Israel-Palestine war: For UK mainstream media, what Israel says goes


The media coverage of the genocidal war on Gaza shows that it is still ingrained in the western psyche that Israel, not its Palestinian victims, has the benefit of the doubt

Protesters gather outside the BBC Scotland building to show solidarity with the Palestinian people, in Glasgow on 14 October, 2023

Tim Llewellyn writes in Middle East Eye 29 October 2023

Israel to cut Gaza links after war, said a Financial Times headline last weekend, with no attribution or quotation marks. As if such a cut could happen.

What Israel says goes.

This sums up much of western mainstream media coverage of Israel and Palestine over the past 22 years, and especially the BBC’s. This is because, since the Second Intifada in 2001, the realities and origins of Israel’s 75-year campaign to oust or subdue the Palestinians have never been properly explained.

The long displacement of the Palestinian nation and its reduction by means of expulsion, attrition, containment and violence have rarely been granted corrective context in our media.

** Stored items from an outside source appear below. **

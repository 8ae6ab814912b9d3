//! Read-only inspection of on-chain accounts: existence checks, balances
//! and token risk audits.

pub mod account;
pub mod audit;
pub mod layout;

pub use account::{check_account, check_accounts, check_balance, summarize, AccountCheck, BalanceReport, CheckSummary};
pub use audit::{audit_account, scan_address, scan_addresses, AllowList, Finding, ScanResult, Severity};
pub use layout::{AccountKind, MintLayout, TokenAccountLayout, TokenAccountState};
use anyhow::{bail, Context, Result};
use std::path::Path;
use std::time::Duration;
use token_toolkit::{
    config::Settings,
    keys,
    logging::init_tracing,
    probe::{self, AllowList},
    report,
    rpc::EndpointPool,
};

/// Usage: scan-mints <ADDRESS | @FILE>...
#[tokio::main]
async fn main() -> Result<()> {
    let settings = Settings::load(None).context("failed to load configuration")?;
    init_tracing(&settings.logging);

    let mut addresses = Vec::new();
    for arg in std::env::args().skip(1) {
        match arg.strip_prefix('@') {
            Some(path) => addresses.extend(keys::read_address_list(Path::new(path))?),
            None => addresses.push(arg),
        }
    }
    if addresses.is_empty() {
        bail!("usage: scan-mints <ADDRESS | @FILE>...");
    }

    let pool = EndpointPool::from_settings(&settings);
    let allow = AllowList::new(&settings.scan.allow_list);
    let delay = Duration::from_millis(settings.scan.request_delay_ms);
    let results = probe::scan_addresses(&pool, &addresses, &allow, delay).await;

    for result in &results {
        println!("{} {}", if result.flagged { "🚩" } else { "✅" }, result.address);
        for finding in &result.findings {
            println!("   [{:?}] {}", finding.severity, finding.message);
        }
    }

    let (json, md) = report::write_report_pair(
        &settings.token.report_dir,
        "scan_report",
        &results,
        &report::scan_markdown(&results),
    )?;
    println!("\n📝 {} and {}", json.display(), md.display());

    if results.iter().any(|r| r.flagged) {
        std::process::exit(2);
    }
    Ok(())
}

Now, it seems the BBC and others are making desperate attempts to put this right, with background analysis and explanatory programmes, such as the series last week on BBC Radio 4, Understand: Israel and the Palestinians. But it is all much too late.

Israel, after the 7 October attack by Palestinian fighters, has been able to grasp the moral high ground and portray the breakout and killings as “unprovoked”, with western reporters’ acceptance. It became, in the eyes of the West, simply a robust response to terrorism.

In the same FT, HA Hellyer, from the Royal United Services Institute, a London military think-tank, is quoted repeating points by analysts such as Greg Philo and Mike Berry, in their two books Bad News from Israel and More Bad News from Israel, and myself, in the Guardian and elsewhere, made during and after the Second Intifada.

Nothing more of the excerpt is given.